The Online Etymology Dictionary says English had a verb pejorate “to worsen” from 1640s. Señor Bartoni profits from petroleum and wishes it not to worsen. Government or his constituents’ situations, now that’s another narrative, que?
It’s a little upsetting that we try at the beginning to make big corporate prostitute a pejorative.
I thought that word was an adjective, not a noun, but in any case Smokey Joe’s use of a four syllable word is an attempt to pretend that he’s somebody other than who he actually is- a craven, groveling house boy for the monsters who are devastating our atmosphere.

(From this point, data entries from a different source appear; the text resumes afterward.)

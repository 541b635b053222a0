// Multi-Assignment Review Queue Domain Model
//
// One FIFO per open assignment. `participant_index` mirrors `sub_queues`
// and is only touched through the methods below.

use crate::domain::admission::clamp_position;
use crate::domain::identity::{AssignmentId, ParticipantId, ReviewerId, VoiceLocation};
use crate::domain::outcome::{AddOutcome, LanePosition, PositionReport, RemoveOutcome};
use std::collections::{BTreeMap, BTreeSet, HashMap, VecDeque};
use tracing::{debug, error};

/// A participant held by a reviewer, with the sub-queue it was checked for
#[derive(Debug, Clone, PartialEq, Eq)]
pub struct ActiveAssignment {
    pub participant: ParticipantId,
    pub assignment_checked: AssignmentId,
    pub prior_location: Option<VoiceLocation>,
    /// Every sub-queue the participant was waiting in when admitted
    pub all_assignment_ids: BTreeSet<AssignmentId>,
}

#[derive(Debug, Clone, Default)]
pub struct MultiAssignmentReviewQueue {
    sub_queues: BTreeMap<AssignmentId, VecDeque<ParticipantId>>,
    participant_index: HashMap<ParticipantId, BTreeSet<AssignmentId>>,
    assigned: HashMap<ReviewerId, ActiveAssignment>,
}

impl MultiAssignmentReviewQueue {
    pub fn new() -> Self {
        Self::default()
    }

    /// Build from persisted sub-queues; the index is derived, never loaded
    pub fn from_lanes(
        open: impl IntoIterator<Item = AssignmentId>,
        lanes: impl IntoIterator<Item = (AssignmentId, Vec<ParticipantId>)>,
    ) -> Self {
        let mut queue = Self::new();
        for assignment in open {
            queue.start_reviewing(assignment);
        }
        for (assignment, participants) in lanes {
            // lanes for closed assignments are dropped, not reopened
            if !queue.is_reviewing(assignment) {
                debug!(assignment = %assignment, "Ignoring sub-queue of a closed assignment");
                continue;
            }
            for participant in participants {
                queue.add(participant, assignment);
            }
        }
        queue
    }

    // ---- assignments being reviewed ----

    pub fn is_reviewing(&self, assignment: AssignmentId) -> bool {
        self.sub_queues.contains_key(&assignment)
    }

    pub fn open_assignments(&self) -> impl Iterator<Item = AssignmentId> + '_ {
        self.sub_queues.keys().copied()
    }

    /// Open a sub-queue; false if it was already open
    pub fn start_reviewing(&mut self, assignment: AssignmentId) -> bool {
        if self.is_reviewing(assignment) {
            return false;
        }
        self.sub_queues.insert(assignment, VecDeque::new());
        true
    }

    /// Close a sub-queue, returning the evicted participants in queue order
    pub fn stop_reviewing(&mut self, assignment: AssignmentId) -> Option<Vec<ParticipantId>> {
        let evicted: Vec<ParticipantId> = self.sub_queues.remove(&assignment)?.into_iter().collect();
        for participant in &evicted {
            self.unindex(*participant, assignment);
        }
        self.verify_index();
        Some(evicted)
    }

    // ---- waiting lines ----

    pub fn lane(&self, assignment: AssignmentId) -> Option<&VecDeque<ParticipantId>> {
        self.sub_queues.get(&assignment)
    }

    /// Mutable lane access for the admission loop. Callers must finish with
    /// [`MultiAssignmentReviewQueue::mark_admitted`] for whoever they popped.
    pub(crate) fn lane_mut(&mut self, assignment: AssignmentId) -> Option<&mut VecDeque<ParticipantId>> {
        self.sub_queues.get_mut(&assignment)
    }

    /// Lowest open assignment with someone waiting
    pub fn default_lane(&self) -> Option<AssignmentId> {
        self.sub_queues
            .iter()
            .find(|(_, lane)| !lane.is_empty())
            .map(|(assignment, _)| *assignment)
    }

    pub fn lane_sizes(&self) -> BTreeMap<AssignmentId, usize> {
        self.sub_queues
            .iter()
            .map(|(assignment, lane)| (*assignment, lane.len()))
            .collect()
    }

    /// Distinct participants waiting in any sub-queue
    pub fn waiting_count(&self) -> usize {
        self.participant_index.len()
    }

    pub fn assignments_of(&self, participant: ParticipantId) -> BTreeSet<AssignmentId> {
        self.participant_index
            .get(&participant)
            .cloned()
            .unwrap_or_default()
    }

    pub fn add(&mut self, participant: ParticipantId, assignment: AssignmentId) -> AddOutcome {
        let Some(lane) = self.sub_queues.get_mut(&assignment) else {
            return AddOutcome::NotReviewing { assignment };
        };
        if let Some(position) = lane.iter().position(|p| *p == participant) {
            return AddOutcome::AlreadyQueued { position };
        }
        lane.push_back(participant);
        let position = lane.len() - 1;
        self.index(participant, assignment);
        AddOutcome::Added { position }
    }

    /// Remove from one sub-queue, or from all of them when `assignment` is None
    pub fn remove(&mut self, participant: ParticipantId, assignment: Option<AssignmentId>) -> RemoveOutcome {
        let removed = match assignment {
            Some(assignment) => self.remove_from(participant, assignment),
            None => !self.remove_everywhere(participant).is_empty(),
        };
        if removed {
            RemoveOutcome::Removed
        } else {
            RemoveOutcome::NotFound
        }
    }

    pub fn remove_from(&mut self, participant: ParticipantId, assignment: AssignmentId) -> bool {
        let Some(lane) = self.sub_queues.get_mut(&assignment) else {
            return false;
        };
        let Some(position) = lane.iter().position(|p| *p == participant) else {
            return false;
        };
        lane.remove(position);
        self.unindex(participant, assignment);
        self.verify_index();
        true
    }

    /// Remove from every sub-queue; returns the assignments it was removed from
    pub fn remove_everywhere(&mut self, participant: ParticipantId) -> Vec<AssignmentId> {
        let assignments: Vec<AssignmentId> = self.assignments_of(participant).into_iter().collect();
        for assignment in &assignments {
            if let Some(lane) = self.sub_queues.get_mut(assignment) {
                lane.retain(|p| *p != participant);
            }
        }
        self.participant_index.remove(&participant);
        self.verify_index();
        assignments
    }

    /// Insert into one sub-queue at a clamped position; None if closed
    pub fn insert_at(
        &mut self,
        participant: ParticipantId,
        assignment: AssignmentId,
        requested: Option<usize>,
    ) -> Option<usize> {
        let lane = self.sub_queues.get_mut(&assignment)?;
        lane.retain(|p| *p != participant);
        let position = clamp_position(requested, lane.len());
        lane.insert(position, participant);
        self.index(participant, assignment);
        self.verify_index();
        Some(position)
    }

    pub fn where_is(&self, participant: ParticipantId) -> PositionReport {
        let lanes: Vec<LanePosition> = self
            .assignments_of(participant)
            .into_iter()
            .filter_map(|assignment| {
                let lane = self.sub_queues.get(&assignment)?;
                let position = lane.iter().position(|p| *p == participant)?;
                Some(LanePosition {
                    assignment,
                    position,
                })
            })
            .collect();

        if lanes.is_empty() {
            PositionReport::NotQueued
        } else {
            PositionReport::Lanes { lanes }
        }
    }

    // ---- reviewer assignments ----

    pub fn assignment(&self, reviewer: ReviewerId) -> Option<&ActiveAssignment> {
        self.assigned.get(&reviewer)
    }

    pub fn assignments(&self) -> impl Iterator<Item = (&ReviewerId, &ActiveAssignment)> {
        self.assigned.iter()
    }

    /// Sync the index after the admission loop popped `participant` from `assignment`
    pub(crate) fn mark_admitted(&mut self, participant: ParticipantId, assignment: AssignmentId) {
        self.unindex(participant, assignment);
        self.verify_index();
    }

    pub fn assign(&mut self, reviewer: ReviewerId, assignment: ActiveAssignment) -> Option<ActiveAssignment> {
        let participant = assignment.participant;
        self.assigned
            .retain(|other, held| *other == reviewer || held.participant != participant);
        self.assigned.insert(reviewer, assignment)
    }

    pub fn take_assignment(&mut self, reviewer: ReviewerId) -> Option<ActiveAssignment> {
        self.assigned.remove(&reviewer)
    }

    /// Evict the reviewer's previous assignee when the reviewer moves on:
    /// from the sub-queue it was checked for, or from every sub-queue.
    /// The assignment record itself is left for the caller to overwrite.
    pub fn evict_previous(&mut self, reviewer: ReviewerId, drop_from_all: bool) -> Vec<AssignmentId> {
        let Some(previous) = self.assigned.get(&reviewer).cloned() else {
            return Vec::new();
        };
        if drop_from_all {
            self.remove_everywhere(previous.participant)
        } else if self.remove_from(previous.participant, previous.assignment_checked) {
            vec![previous.assignment_checked]
        } else {
            Vec::new()
        }
    }

    // ---- index maintenance ----

    fn index(&mut self, participant: ParticipantId, assignment: AssignmentId) {
        self.participant_index
            .entry(participant)
            .or_default()
            .insert(assignment);
    }

    fn unindex(&mut self, participant: ParticipantId, assignment: AssignmentId) {
        if let Some(set) = self.participant_index.get_mut(&participant) {
            set.remove(&assignment);
            if set.is_empty() {
                self.participant_index.remove(&participant);
            }
        }
    }

    fn derived_index(&self) -> HashMap<ParticipantId, BTreeSet<AssignmentId>> {
        let mut index: HashMap<ParticipantId, BTreeSet<AssignmentId>> = HashMap::new();
        for (assignment, lane) in &self.sub_queues {
            for participant in lane {
                index.entry(*participant).or_default().insert(*assignment);
            }
        }
        index
    }

    /// Panics in debug builds when the index drifted; logs and rebuilds otherwise
    pub fn verify_index(&mut self) {
        let derived = self.derived_index();
        if derived != self.participant_index {
            error!(
                indexed = self.participant_index.len(),
                derived = derived.len(),
                "Participant index out of sync with sub-queues, rebuilding"
            );
            debug_assert!(false, "participant index out of sync with sub-queues");
            self.participant_index = derived;
        }
    }

    // ---- conversion ----

    pub(crate) fn into_parts(
        self,
    ) -> (
        BTreeMap<AssignmentId, VecDeque<ParticipantId>>,
        HashMap<ReviewerId, ActiveAssignment>,
    ) {
        (self.sub_queues, self.assigned)
    }

    pub(crate) fn with_assignments(mut self, assigned: HashMap<ReviewerId, ActiveAssignment>) -> Self {
        self.assigned = assigned;
        self
    }

    #[cfg(test)]
    pub(crate) fn corrupt_index_for_test(&mut self, participant: ParticipantId, assignment: AssignmentId) {
        self.index(participant, assignment);
    }
}

#[cfg(test)]
mod tests {
    use super::*;

    fn p(id: u64) -> ParticipantId {
        ParticipantId(id)
    }

    fn a(id: u32) -> AssignmentId {
        AssignmentId(id)
    }

    fn queue_with(open: &[u32]) -> MultiAssignmentReviewQueue {
        let mut q = MultiAssignmentReviewQueue::new();
        for id in open {
            q.start_reviewing(a(*id));
        }
        q
    }

    #[test]
    fn test_add_requires_open_assignment() {
        let mut q = queue_with(&[1]);
        assert_eq!(q.add(p(5), a(2)), AddOutcome::NotReviewing { assignment: a(2) });
        assert_eq!(q.add(p(5), a(1)), AddOutcome::Added { position: 0 });
        assert_eq!(q.add(p(5), a(1)), AddOutcome::AlreadyQueued { position: 0 });
    }

    #[test]
    fn test_participant_can_wait_in_several_lanes() {
        let mut q = queue_with(&[1, 2]);
        q.add(p(5), a(1));
        q.add(p(6), a(2));
        q.add(p(5), a(2));

        assert_eq!(q.assignments_of(p(5)), BTreeSet::from([a(1), a(2)]));
        assert_eq!(q.waiting_count(), 2);
        assert_eq!(
            q.where_is(p(5)),
            PositionReport::Lanes {
                lanes: vec![
                    LanePosition { assignment: a(1), position: 0 },
                    LanePosition { assignment: a(2), position: 1 },
                ]
            }
        );
    }

    #[test]
    fn test_stop_reviewing_evicts_and_updates_index() {
        let mut q = queue_with(&[1, 2]);
        q.add(p(5), a(1));
        q.add(p(6), a(1));
        q.add(p(5), a(2));

        let evicted = q.stop_reviewing(a(1)).unwrap();
        assert_eq!(evicted, vec![p(5), p(6)]);
        assert_eq!(q.assignments_of(p(5)), BTreeSet::from([a(2)]));
        assert!(q.assignments_of(p(6)).is_empty());
        assert!(q.stop_reviewing(a(1)).is_none());
    }

    #[test]
    fn test_remove_single_and_everywhere() {
        let mut q = queue_with(&[1, 2]);
        q.add(p(5), a(1));
        q.add(p(5), a(2));

        assert_eq!(q.remove(p(5), Some(a(1))), RemoveOutcome::Removed);
        assert_eq!(q.remove(p(5), Some(a(1))), RemoveOutcome::NotFound);
        assert_eq!(q.remove(p(5), None), RemoveOutcome::Removed);
        assert_eq!(q.where_is(p(5)), PositionReport::NotQueued);
    }

    #[test]
    fn test_default_lane_is_lowest_non_empty() {
        let mut q = queue_with(&[1, 2, 3]);
        assert_eq!(q.default_lane(), None);
        q.add(p(5), a(3));
        q.add(p(6), a(2));
        assert_eq!(q.default_lane(), Some(a(2)));
    }

    #[test]
    fn test_evict_previous_scope() {
        let mut q = queue_with(&[1, 2]);
        q.add(p(5), a(1));
        q.add(p(5), a(2));
        q.assign(
            p(100),
            ActiveAssignment {
                participant: p(5),
                assignment_checked: a(1),
                prior_location: None,
                all_assignment_ids: BTreeSet::from([a(1), a(2)]),
            },
        );

        assert_eq!(q.evict_previous(p(100), false), vec![a(1)]);
        assert_eq!(q.assignments_of(p(5)), BTreeSet::from([a(2)]));

        q.add(p(5), a(1));
        let mut evicted = q.evict_previous(p(100), true);
        evicted.sort();
        assert_eq!(evicted, vec![a(1), a(2)]);
        assert_eq!(q.waiting_count(), 0);
    }

    #[test]
    fn test_from_lanes_rebuilds_index_and_skips_closed() {
        let q = MultiAssignmentReviewQueue::from_lanes(
            [a(1), a(2)],
            [(a(1), vec![p(1), p(2)]), (a(2), vec![p(2)]), (a(9), vec![p(3)])],
        );
        assert_eq!(q.assignments_of(p(2)), BTreeSet::from([a(1), a(2)]));
        assert!(!q.is_reviewing(a(9)));
        assert_eq!(q.waiting_count(), 2);
    }

    #[test]
    fn test_insert_at_closed_lane_is_rejected() {
        let mut q = queue_with(&[1]);
        assert_eq!(q.insert_at(p(1), a(2), Some(0)), None);
        assert_eq!(q.insert_at(p(1), a(1), Some(7)), Some(0));
    }

    #[test]
    #[should_panic(expected = "participant index out of sync")]
    fn test_index_drift_panics_in_debug() {
        let mut q = queue_with(&[1]);
        q.corrupt_index_for_test(p(42), a(1));
        q.verify_index();
    }
}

Perhaps Joe Baton will appreciate some different synonym for ‘big’.
(I’m leaning on ‘elephantine’, ‘elephantine oil companies’ captures a certain nuiance.)
13 senses of big
Sense 1:
large (vs. small), big (vs. little)
ample, sizable, sizeable
astronomic, astronomical, galactic
bear-sized
bigger, larger
biggish, largish
blown-up, enlarged
bouffant, puffy
broad, spacious, wide
bulky
capacious
colossal, prodigious, stupendous
deep
double
enormous, tremendous
cosmic
elephantine, gargantuan, giant, jumbo
epic, heroic, larger-than-life
extensive, extended
gigantic, mammoth
great
grand
huge, immense, vast, Brobdingnagian
hulking, hulky
humongous, banging, thumping, whopping, walloping
king-size, king-sized
large-mouthed
large-scale
large-scale
life-size, lifesize, life-sized, full-size
macroscopic, macroscopical
macro
man-sized
massive, monolithic, monumental
massive
medium-large
monstrous
mountainous
outsize, outsized, oversize, oversized
overlarge, too large
plumping
queen-size, queen-sized
rangy
super
titanic
volumed
voluminous
whacking
wide-ranging
http://www.synonym.com/synonyms/big/
Tim #2, ‘Big Corporate prostitute’ sounds tautologous to me. It’s funny how much the Right despise ‘Government’ when, surely, government is the end product of ‘democracy’ the people’s will, that the Right pretend to so adore. The ‘democracy’ that the Western Right have been attempting to impose on the rest of humanity for decades. But, it turns out, that the real form of government that the Right long preferred( despite lying propaganda otherwise) in the non-Western world, the oppressive, authoritarian crony capitalist kleptomania of the likes of Suharto, Marcos, Mubarak, Pinochet, Mobutu, Savimbi et al, is now returning home, to the West. Of course, the Republicans seem, to me at least, so groveling, so obsequious, so cloying in their sycophancy to the money power, that ‘crony’ appears somehow inadequate to describe them adequately.
Actually, I think that ‘crony’ ought to be supplanted by ‘suppository’. There you go-’suppository capitalism’, a neat fit, if I say so myself.